(Extracted data entries)
"""

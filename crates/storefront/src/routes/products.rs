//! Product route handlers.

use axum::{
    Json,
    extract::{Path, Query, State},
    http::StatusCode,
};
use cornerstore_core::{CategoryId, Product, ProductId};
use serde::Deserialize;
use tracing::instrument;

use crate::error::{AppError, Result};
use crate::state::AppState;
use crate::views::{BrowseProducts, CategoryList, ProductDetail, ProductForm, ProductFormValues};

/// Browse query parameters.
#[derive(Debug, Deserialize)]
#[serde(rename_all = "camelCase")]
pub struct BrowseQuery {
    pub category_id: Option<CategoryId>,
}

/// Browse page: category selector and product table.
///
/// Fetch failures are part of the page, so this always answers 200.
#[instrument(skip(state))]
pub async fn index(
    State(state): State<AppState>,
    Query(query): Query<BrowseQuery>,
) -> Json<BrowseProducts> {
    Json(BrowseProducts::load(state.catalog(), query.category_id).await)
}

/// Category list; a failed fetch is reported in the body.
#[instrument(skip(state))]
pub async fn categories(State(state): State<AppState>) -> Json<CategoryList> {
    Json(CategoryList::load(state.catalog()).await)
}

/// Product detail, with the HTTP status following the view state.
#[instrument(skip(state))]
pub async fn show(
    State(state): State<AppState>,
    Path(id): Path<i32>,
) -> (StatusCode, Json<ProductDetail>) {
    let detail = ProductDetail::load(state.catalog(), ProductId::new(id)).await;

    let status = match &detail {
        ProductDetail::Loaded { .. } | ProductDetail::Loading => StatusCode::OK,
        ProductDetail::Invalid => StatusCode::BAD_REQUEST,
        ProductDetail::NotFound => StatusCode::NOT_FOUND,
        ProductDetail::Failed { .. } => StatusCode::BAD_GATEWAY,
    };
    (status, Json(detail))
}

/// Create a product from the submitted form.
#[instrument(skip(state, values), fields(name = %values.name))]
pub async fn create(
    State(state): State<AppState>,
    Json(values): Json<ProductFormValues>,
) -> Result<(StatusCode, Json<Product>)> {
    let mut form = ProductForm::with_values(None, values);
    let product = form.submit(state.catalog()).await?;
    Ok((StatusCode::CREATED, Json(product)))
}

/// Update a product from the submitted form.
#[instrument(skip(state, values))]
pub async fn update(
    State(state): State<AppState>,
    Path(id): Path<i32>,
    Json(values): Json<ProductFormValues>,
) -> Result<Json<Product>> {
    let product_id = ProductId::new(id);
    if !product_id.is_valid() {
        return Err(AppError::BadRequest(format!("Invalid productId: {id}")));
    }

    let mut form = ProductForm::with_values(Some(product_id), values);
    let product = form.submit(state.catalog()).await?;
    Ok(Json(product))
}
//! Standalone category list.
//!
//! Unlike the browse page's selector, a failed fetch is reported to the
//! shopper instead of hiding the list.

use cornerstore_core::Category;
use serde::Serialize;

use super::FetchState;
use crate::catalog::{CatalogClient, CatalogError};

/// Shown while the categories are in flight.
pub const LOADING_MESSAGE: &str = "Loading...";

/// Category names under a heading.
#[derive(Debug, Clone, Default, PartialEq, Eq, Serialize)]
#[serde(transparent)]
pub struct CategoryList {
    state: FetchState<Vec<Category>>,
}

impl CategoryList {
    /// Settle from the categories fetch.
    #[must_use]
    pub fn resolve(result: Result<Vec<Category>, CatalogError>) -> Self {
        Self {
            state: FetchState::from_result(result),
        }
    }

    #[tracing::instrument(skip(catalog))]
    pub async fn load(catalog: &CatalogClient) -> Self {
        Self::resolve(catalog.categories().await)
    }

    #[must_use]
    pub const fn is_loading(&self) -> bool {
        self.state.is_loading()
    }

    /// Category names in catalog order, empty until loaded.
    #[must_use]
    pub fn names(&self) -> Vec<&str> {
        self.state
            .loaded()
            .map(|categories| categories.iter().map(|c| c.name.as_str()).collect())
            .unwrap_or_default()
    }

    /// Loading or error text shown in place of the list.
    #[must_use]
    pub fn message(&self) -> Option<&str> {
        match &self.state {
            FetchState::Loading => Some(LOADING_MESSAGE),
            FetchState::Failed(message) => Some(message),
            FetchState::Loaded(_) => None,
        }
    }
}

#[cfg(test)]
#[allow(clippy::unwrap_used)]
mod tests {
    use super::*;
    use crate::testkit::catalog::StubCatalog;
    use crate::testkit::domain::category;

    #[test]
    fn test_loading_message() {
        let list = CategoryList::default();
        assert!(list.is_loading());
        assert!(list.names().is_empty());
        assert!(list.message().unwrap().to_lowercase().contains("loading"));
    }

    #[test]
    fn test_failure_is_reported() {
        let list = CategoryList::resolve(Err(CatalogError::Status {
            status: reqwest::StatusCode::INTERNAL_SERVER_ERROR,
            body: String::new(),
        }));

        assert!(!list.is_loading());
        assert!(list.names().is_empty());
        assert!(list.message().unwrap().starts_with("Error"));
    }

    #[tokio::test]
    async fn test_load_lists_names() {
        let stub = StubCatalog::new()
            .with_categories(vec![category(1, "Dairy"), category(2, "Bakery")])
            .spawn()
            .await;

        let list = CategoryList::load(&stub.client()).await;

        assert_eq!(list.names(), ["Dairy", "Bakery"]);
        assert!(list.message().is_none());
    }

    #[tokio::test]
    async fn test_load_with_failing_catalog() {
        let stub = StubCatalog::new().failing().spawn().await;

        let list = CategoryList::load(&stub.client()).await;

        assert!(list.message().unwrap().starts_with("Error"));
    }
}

"""

-- Work to complete --
Every record is to be retyped exactly as given.

-- Solution --
filename crates/storefront/src/routes/products.rs
//! Product route handlers.

use axum::{
    Json,
    extract::{Path, Query, State},
    http::StatusCode,
};
use cornerstore_core::{CategoryId, Product, ProductId};
use serde::Deserialize;
use tracing::instrument;

use crate::error::{AppError, Result};
use crate::state::AppState;
use crate::views::{BrowseProducts, CategoryList, ProductDetail, ProductForm, ProductFormValues};

/// Browse query parameters.
#[derive(Debug, Deserialize)]
#[serde(rename_all = "camelCase")]
pub struct BrowseQuery {
    pub category_id: Option<CategoryId>,
}

/// Browse page: category selector and product table.
///
/// Fetch failures are part of the page, so this always answers 200.
#[instrument(skip(state))]
pub async fn index(
    State(state): State<AppState>,
    Query(query): Query<BrowseQuery>,
) -> Json<BrowseProducts> {
    Json(BrowseProducts::load(state.catalog(), query.category_id).await)
}

/// Category list; a failed fetch is reported in the body.
#[instrument(skip(state))]
pub async fn categories(State(state): State<AppState>) -> Json<CategoryList> {
    Json(CategoryList::load(state.catalog()).await)
}

/// Product detail, with the HTTP status following the view state.
#[instrument(skip(state))]
pub async fn show(
    State(state): State<AppState>,
    Path(id): Path<i32>,
) -> (StatusCode, Json<ProductDetail>) {
    let detail = ProductDetail::load(state.catalog(), ProductId::new(id)).await;

    let status = match &detail {
        ProductDetail::Loaded { .. } | ProductDetail::Loading => StatusCode::OK,
        ProductDetail::Invalid => StatusCode::BAD_REQUEST,
        ProductDetail::NotFound => StatusCode::NOT_FOUND,
        ProductDetail::Failed { .. } => StatusCode::BAD_GATEWAY,
    };
    (status, Json(detail))
}

/// Create a product from the submitted form.
#[instrument(skip(state, values), fields(name = %values.name))]
pub async fn create(
    State(state): State<AppState>,
    Json(values): Json<ProductFormValues>,
) -> Result<(StatusCode, Json<Product>)> {
    let mut form = ProductForm::with_values(None, values);
    let product = form.submit(state.catalog()).await?;
    Ok((StatusCode::CREATED, Json(product)))
}

/// Update a product from the submitted form.
#[instrument(skip(state, values))]
pub async fn update(
    State(state): State<AppState>,
    Path(id): Path<i32>,
    Json(values): Json<ProductFormValues>,
) -> Result<Json<Product>> {
    let product_id = ProductId::new(id);
    if !product_id.is_valid() {
        return Err(AppError::BadRequest(format!("Invalid productId: {id}")));
    }

    let mut form = ProductForm::with_values(Some(product_id), values);
    let product = form.submit(state.catalog()).await?;
    Ok(Json(product))
}
//! Standalone category list.
//!
//! Unlike the browse page's selector, a failed fetch is reported to the
//! shopper instead of hiding the list.

use cornerstore_core::Category;
use serde::Serialize;

use super::FetchState;
use crate::catalog::{CatalogClient, CatalogError};

/// Shown while the categories are in flight.
pub const LOADING_MESSAGE: &str = "Loading...";

/// Category names under a heading.
#[derive(Debug, Clone, Default, PartialEq, Eq, Serialize)]
#[serde(transparent)]
pub struct CategoryList {
    state: FetchState<Vec<Category>>,
}

impl CategoryList {
    /// Settle from the categories fetch.
    #[must_use]
    pub fn resolve(result: Result<Vec<Category>, CatalogError>) -> Self {
        Self {
            state: FetchState::from_result(result),
        }
    }

    #[tracing::instrument(skip(catalog))]
    pub async fn load(catalog: &CatalogClient) -> Self {
        Self::resolve(catalog.categories().await)
    }

    #[must_use]
    pub const fn is_loading(&self) -> bool {
        self.state.is_loading()
    }

    /// Category names in catalog order, empty until loaded.
    #[must_use]
    pub fn names(&self) -> Vec<&str> {
        self.state
            .loaded()
            .map(|categories| categories.iter().map(|c| c.name.as_str()).collect())
            .unwrap_or_default()
    }

    /// Loading or error text shown in place of the list.
    #[must_use]
    pub fn message(&self) -> Option<&str> {
        match &self.state {
            FetchState::Loading => Some(LOADING_MESSAGE),
            FetchState::Failed(message) => Some(message),
            FetchState::Loaded(_) => None,
        }
    }
}

#[cfg(test)]
#[allow(clippy::unwrap_used)]
mod tests {
    use super::*;
    use crate::testkit::catalog::StubCatalog;
    use crate::testkit::domain::category;

    #[test]
    fn test_loading_message() {
        let list = CategoryList::default();
        assert!(list.is_loading());
        assert!(list.names().is_empty());
        assert!(list.message().unwrap().to_lowercase().contains("loading"));
    }

    #[test]
    fn test_failure_is_reported() {
        let list = CategoryList::resolve(Err(CatalogError::Status {
            status: reqwest::StatusCode::INTERNAL_SERVER_ERROR,
            body: String::new(),
        }));

        assert!(!list.is_loading());
        assert!(list.names().is_empty());
        assert!(list.message().unwrap().starts_with("Error"));
    }

    #[tokio::test]
    async fn test_load_lists_names() {
        let stub = StubCatalog::new()
            .with_categories(vec![category(1, "Dairy"), category(2, "Bakery")])
            .spawn()
            .await;

        let list = CategoryList::load(&stub.client()).await;

        assert_eq!(list.names(), ["Dairy", "Bakery"]);
        assert!(list.message().is_none());
    }

    #[tokio::test]
    async fn test_load_with_failing_catalog() {
        let stub = StubCatalog::new().failing().spawn().await;

        let list = CategoryList::load(&stub.client()).await;

        assert!(list.message().unwrap().starts_with("Error"));
    }
}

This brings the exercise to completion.